(Beginning of Information shown)

// Copyright 2025 Crrow
//
// Licensed under the Apache License, Version 2.0 (the "License");
// you may not use this file except in compliance with the License.
// You may obtain a copy of the License at
//
//      http://www.apache.org/licenses/LICENSE-2.0
//
// Unless required by applicable law or agreed to in writing, software
// distributed under the License is distributed on an "AS IS" BASIS,
// WITHOUT WARRANTIES OR CONDITIONS OF ANY KIND, either express or implied.
// See the License for the specific language governing permissions and
// limitations under the License.

//! Unbounded FIFO over two rotating record files.
//!
//! ```text
//!   SINGLE (write == read)                 ROTATED (write != read)
//!  ┌──────────────┐  write.length >=       ┌──────────────┐  ┌──────────────┐
//!  │ queue-file-1 │  max_file_size   ───▶  │ queue-file-1 │  │ queue-file-2 │
//!  │  read+write  │  on add_last           │     read     │  │    write     │
//!  └──────────────┘                        └──────────────┘  └──────────────┘
//!         ▲                                        │ read file drained
//!         └────────────────────────────────────────┘ (observed by the next read)
//! ```
//!
//! While rotated the write file keeps growing until the read file drains;
//! an item is never split across files. Consuming the last record of the
//! read file leaves the pair rotated: the next poll or peek notices the
//! drained file, deletes it and rewrites the control file.
//!
//! Inserting at the head and removing an arbitrary item rewrite one file
//! into a scratch file which then atomically replaces it, so frames are
//! never edited in place. Records keep their ids through a rewrite.

use std::{
    fs,
    io::ErrorKind,
    path::{Path, PathBuf},
};

use snafu::ResultExt;
use tracing::{debug, info, warn};

use super::{QueueKind, QueueStoreBackend, StoredItem};
use crate::{
    FlushMode, QueueItem, Result,
    codec::SharedCodec,
    control_file::{ControlFile, FilePair, FileRef},
    error::IoSnafu,
    path::{control_file_path, record_file_path, rewrite_file_path},
    record_file::{Record, RecordFile},
};

#[derive(Debug, Clone, Copy, PartialEq, Eq)]
enum Slot {
    Read,
    Write,
}

/// Where [`DualFileQueueStore::find`] located a record.
#[derive(Debug, Clone, Copy)]
struct Found {
    slot:    Slot,
    id:      u64,
    is_head: bool,
}

/// Persistent queue backend.
pub struct DualFileQueueStore<T> {
    dir:           PathBuf,
    codec:         SharedCodec<T>,
    max_file_size: u64,
    flush_mode:    FlushMode,
    control:       ControlFile,
    pair:          FilePair,
    write_file:    RecordFile,
    /// Present only while rotated.
    read_file:     Option<RecordFile>,
    size:          usize,
    next_id:       u64,
}

impl<T> std::fmt::Debug for DualFileQueueStore<T> {
    fn fmt(&self, f: &mut std::fmt::Formatter<'_>) -> std::fmt::Result {
        f.debug_struct("DualFileQueueStore")
            .field("dir", &self.dir)
            .field("pair", &self.pair)
            .field("size", &self.size)
            .field("next_id", &self.next_id)
            .finish_non_exhaustive()
    }
}

impl<T: QueueItem> DualFileQueueStore<T> {
    /// Opens the store in `dir`, creating it when absent.
    ///
    /// Record files named by the control file but missing on disk start
    /// empty. A drained file left behind by an interrupted rotation is
    /// removed.
    pub fn open(
        dir: impl AsRef<Path>,
        codec: SharedCodec<T>,
        max_file_size: u64,
        flush_mode: FlushMode,
    ) -> Result<Self> {
        let dir = dir.as_ref().to_path_buf();
        fs::create_dir_all(&dir).context(IoSnafu { path: &dir })?;

        let scratch = rewrite_file_path(&dir);
        if scratch.exists() {
            warn!(path = ?scratch, "Discarding unfinished record file rewrite");
            fs::remove_file(&scratch).context(IoSnafu { path: &scratch })?;
        }

        let control_path = control_file_path(&dir);
        let had_control = fs::metadata(&control_path).is_ok_and(|m| m.len() > 0);
        let mut control = ControlFile::open(&control_path)?;
        let pair = control.read()?;

        if had_control {
            for file in [pair.write, pair.read] {
                let path = record_file_path(&dir, file);
                if !path.exists() {
                    warn!(path = ?path, "Record file named by the control file is missing, starting it empty");
                }
            }
        }

        let write_file = RecordFile::open(record_file_path(&dir, pair.write), flush_mode)?;
        let read_file = if pair.is_rotated() {
            Some(RecordFile::open(record_file_path(&dir, pair.read), flush_mode)?)
        } else {
            Self::discard_stale(&dir, pair.write.other(), flush_mode)?;
            None
        };
        control.write(pair)?;

        let unread = write_file.unread_count() + read_file.as_ref().map_or(0, RecordFile::unread_count);
        let next_id = write_file
            .next_id()
            .max(read_file.as_ref().map_or(0, RecordFile::next_id));
        let mut store = Self {
            dir,
            codec,
            max_file_size,
            flush_mode,
            control,
            pair,
            write_file,
            read_file,
            size: usize::try_from(unread).unwrap_or(usize::MAX),
            next_id,
        };
        store.refresh_read_file()?;

        info!(
            dir = ?store.dir,
            size = store.size,
            write = %store.pair.write,
            read = %store.pair.read,
            "Opened persistent queue store"
        );
        Ok(store)
    }

    fn discard_stale(dir: &Path, file: FileRef, flush_mode: FlushMode) -> Result<()> {
        let path = record_file_path(dir, file);
        if !path.exists() {
            return Ok(());
        }
        let stale = RecordFile::open(&path, flush_mode)?;
        if stale.unread_count() == 0 {
            debug!(path = ?path, "Removing drained record file left by a previous rotation");
            stale.dispose()
        } else {
            warn!(
                path = ?path,
                unread = stale.unread_count(),
                "Ignoring record file not referenced by the control file"
            );
            Ok(())
        }
    }

    fn allocate_id(&mut self) -> u64 {
        let id = self.next_id;
        self.next_id += 1;
        id
    }

    /// Appends an encoded item, rotating first when the write file is full.
    /// Returns the id of the new record.
    pub fn add_last(&mut self, payload: &[u8]) -> Result<u64> {
        if self.read_file.is_none() && self.write_file.length() >= self.max_file_size {
            self.rotate()?;
        }
        let id = self.allocate_id();
        self.write_file.append(id, payload)?;
        self.size += 1;
        Ok(id)
    }

    fn rotate(&mut self) -> Result<()> {
        let next = self.pair.write.other();
        let fresh = RecordFile::create(record_file_path(&self.dir, next), self.flush_mode, self.next_id)?;
        let pair = FilePair {
            write: next,
            read:  self.pair.write,
        };
        self.control.write(pair)?;
        let previous = std::mem::replace(&mut self.write_file, fresh);
        debug!(
            dir = ?self.dir,
            write = %pair.write,
            read = %pair.read,
            length = previous.length(),
            "Rotated record files"
        );
        self.read_file = Some(previous);
        self.pair = pair;
        Ok(())
    }

    /// Collapses back to a single file once the read file is drained.
    fn refresh_read_file(&mut self) -> Result<()> {
        if !self.read_file.as_ref().is_some_and(RecordFile::is_exhausted) {
            return Ok(());
        }
        let pair = FilePair {
            write: self.pair.write,
            read:  self.pair.write,
        };
        self.control.write(pair)?;
        self.pair = pair;
        if let Some(drained) = self.read_file.take() {
            debug!(dir = ?self.dir, path = ?drained.path(), "Read file drained, back to a single record file");
            drained.dispose()?;
        }
        Ok(())
    }

    /// Consumes the oldest record.
    pub fn remove_first(&mut self) -> Result<Option<Record>> {
        self.refresh_read_file()?;
        let record = self.file_mut(Slot::Read).remove_first()?;
        if record.is_some() {
            self.size -= 1;
        }
        Ok(record)
    }

    /// Returns the oldest record without consuming it.
    ///
    /// Like [`remove_first`](Self::remove_first) this first drops a drained
    /// read file, so a peek may update the control file.
    pub fn peek_first(&mut self) -> Result<Option<Record>> {
        self.refresh_read_file()?;
        self.file(Slot::Read).peek_first()
    }

    /// Inserts an encoded item ahead of every other record and returns its
    /// id.
    pub fn add_first(&mut self, payload: &[u8]) -> Result<u64> {
        self.refresh_read_file()?;
        let id = self.allocate_id();
        self.rewrite(Slot::Read, Some((id, payload)), None)?;
        self.size += 1;
        Ok(id)
    }

    /// Bytes held by the store: the whole write file plus what is left
    /// unread in the read file while rotated.
    pub fn get_length(&self) -> u64 {
        self.write_file.length() + self.read_file.as_ref().map_or(0, RecordFile::remaining_bytes)
    }

    pub const fn file_pair(&self) -> FilePair { self.pair }

    pub fn dir(&self) -> &Path { &self.dir }

    fn slots(&self) -> &'static [Slot] {
        if self.read_file.is_some() { &[Slot::Read, Slot::Write] } else { &[Slot::Read] }
    }

    fn file(&self, slot: Slot) -> &RecordFile {
        match (slot, self.read_file.as_ref()) {
            (Slot::Read, Some(read)) => read,
            _ => &self.write_file,
        }
    }

    fn file_mut(&mut self, slot: Slot) -> &mut RecordFile {
        match (slot, self.read_file.as_mut()) {
            (Slot::Read, Some(read)) => read,
            _ => &mut self.write_file,
        }
    }

    const fn file_ref(&self, slot: Slot) -> FileRef {
        match slot {
            Slot::Read => self.pair.read,
            Slot::Write => self.pair.write,
        }
    }

    /// Finds the first unread record accepted by `matches`, oldest first.
    fn find<F>(&self, mut matches: F) -> Result<Option<Found>>
    where
        F: FnMut(&Record) -> Result<bool>,
    {
        let mut is_head = true;
        for &slot in self.slots() {
            for record in self.file(slot).unread_records() {
                let record = record?;
                if matches(&record)? {
                    return Ok(Some(Found {
                        slot,
                        id: record.id,
                        is_head: is_head && slot == Slot::Read,
                    }));
                }
                is_head = false;
            }
        }
        Ok(None)
    }

    fn remove_found(&mut self, found: Found) -> Result<()> {
        if found.is_head {
            self.remove_first()?;
            return Ok(());
        }
        self.rewrite(found.slot, None, Some(found.id))?;
        self.size -= 1;
        self.refresh_read_file()
    }

    /// Replaces one file with a copy holding `head` first and skipping the
    /// record with id `skip`.
    fn rewrite(&mut self, slot: Slot, head: Option<(u64, &[u8])>, skip: Option<u64>) -> Result<()> {
        let target = record_file_path(&self.dir, self.file_ref(slot));
        let scratch_path = rewrite_file_path(&self.dir);
        {
            let mut scratch = RecordFile::create(&scratch_path, FlushMode::Async, self.next_id)?;
            if let Some((id, payload)) = head {
                scratch.append(id, payload)?;
            }
            for record in self.file(slot).unread_records() {
                let record = record?;
                if Some(record.id) != skip {
                    scratch.append(record.id, &record.payload)?;
                }
            }
            scratch.sync()?;
        }
        fs::rename(&scratch_path, &target).context(IoSnafu { path: &target })?;
        *self.file_mut(slot) = RecordFile::open(&target, self.flush_mode)?;
        debug!(path = ?target, "Rewrote record file");
        Ok(())
    }

    fn decode_record(&self, record: Record) -> Result<StoredItem<T>> {
        Ok(StoredItem {
            id:   record.id,
            item: self.codec.decode(&record.payload)?,
        })
    }
}

impl<T: QueueItem> QueueStoreBackend<T> for DualFileQueueStore<T> {
    fn kind(&self) -> QueueKind { QueueKind::Persistent }

    fn size(&self) -> usize { self.size }

    fn next_id(&self) -> u64 { self.next_id }

    fn offer_last(&mut self, item: T) -> Result<bool> {
        let payload = self.codec.encode(&item)?;
        self.add_last(&payload)?;
        Ok(true)
    }

    fn force_last(&mut self, item: T) -> Result<u64> {
        let payload = self.codec.encode(&item)?;
        self.add_last(&payload)
    }

    fn offer_first(&mut self, item: T) -> Result<u64> {
        let payload = self.codec.encode(&item)?;
        self.add_first(&payload)
    }

    fn peek_first(&mut self) -> Result<Option<StoredItem<T>>> {
        DualFileQueueStore::peek_first(self)?
            .map(|record| self.decode_record(record))
            .transpose()
    }

    fn poll_first(&mut self) -> Result<Option<StoredItem<T>>> {
        self.remove_first()?
            .map(|record| self.decode_record(record))
            .transpose()
    }

    fn contains(&mut self, item: &T) -> Result<bool> {
        let codec = self.codec.clone();
        Ok(self
            .find(|record| Ok(codec.decode(&record.payload)? == *item))?
            .is_some())
    }

    fn remove(&mut self, item: &T) -> Result<bool> {
        let codec = self.codec.clone();
        match self.find(|record| Ok(codec.decode(&record.payload)? == *item))? {
            Some(found) => self.remove_found(found).map(|()| true),
            None => Ok(false),
        }
    }

    fn remove_id(&mut self, id: u64) -> Result<bool> {
        match self.find(|record| Ok(record.id == id))? {
            Some(found) => self.remove_found(found).map(|()| true),
            None => Ok(false),
        }
    }

    fn clear(&mut self) -> Result<()> {
        if let Some(read) = self.read_file.take() {
            read.dispose()?;
        }
        let fresh = RecordFile::create(
            record_file_path(&self.dir, FileRef::DEFAULT),
            self.flush_mode,
            self.next_id,
        )?;
        let previous = std::mem::replace(&mut self.write_file, fresh);
        if self.pair.write == FileRef::DEFAULT {
            drop(previous);
        } else {
            previous.dispose()?;
        }
        self.control.write(FilePair::DEFAULT)?;
        self.pair = FilePair::DEFAULT;
        self.size = 0;
        debug!(dir = ?self.dir, "Cleared persistent queue store");
        Ok(())
    }

    fn close(self: Box<Self>) -> Result<()> {
        self.write_file.sync()?;
        if let Some(read) = &self.read_file {
            read.sync()?;
        }
        let Self { control, dir, .. } = *self;
        control.dispose()?;
        debug!(dir = ?dir, "Closed persistent queue store");
        Ok(())
    }

    fn dispose(self: Box<Self>) -> Result<()> {
        let Self {
            dir,
            control,
            write_file,
            read_file,
            ..
        } = *self;
        if let Some(read) = read_file {
            read.dispose()?;
        }
        write_file.dispose()?;
        control.delete()?;
        match fs::remove_dir(&dir) {
            Err(e) if e.kind() != ErrorKind::NotFound => {
                warn!(dir = ?dir, error = %e, "Queue directory not removed after dispose");
            }
            _ => {}
        }
        info!(dir = ?dir, "Disposed persistent queue store");
        Ok(())
    }
}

(End of Information shown)

Problem: Identify each line in the records above containing the word "exists"; copy those lines.

Your response:
        if scratch.exists() {
                if !path.exists() {
        if !path.exists() {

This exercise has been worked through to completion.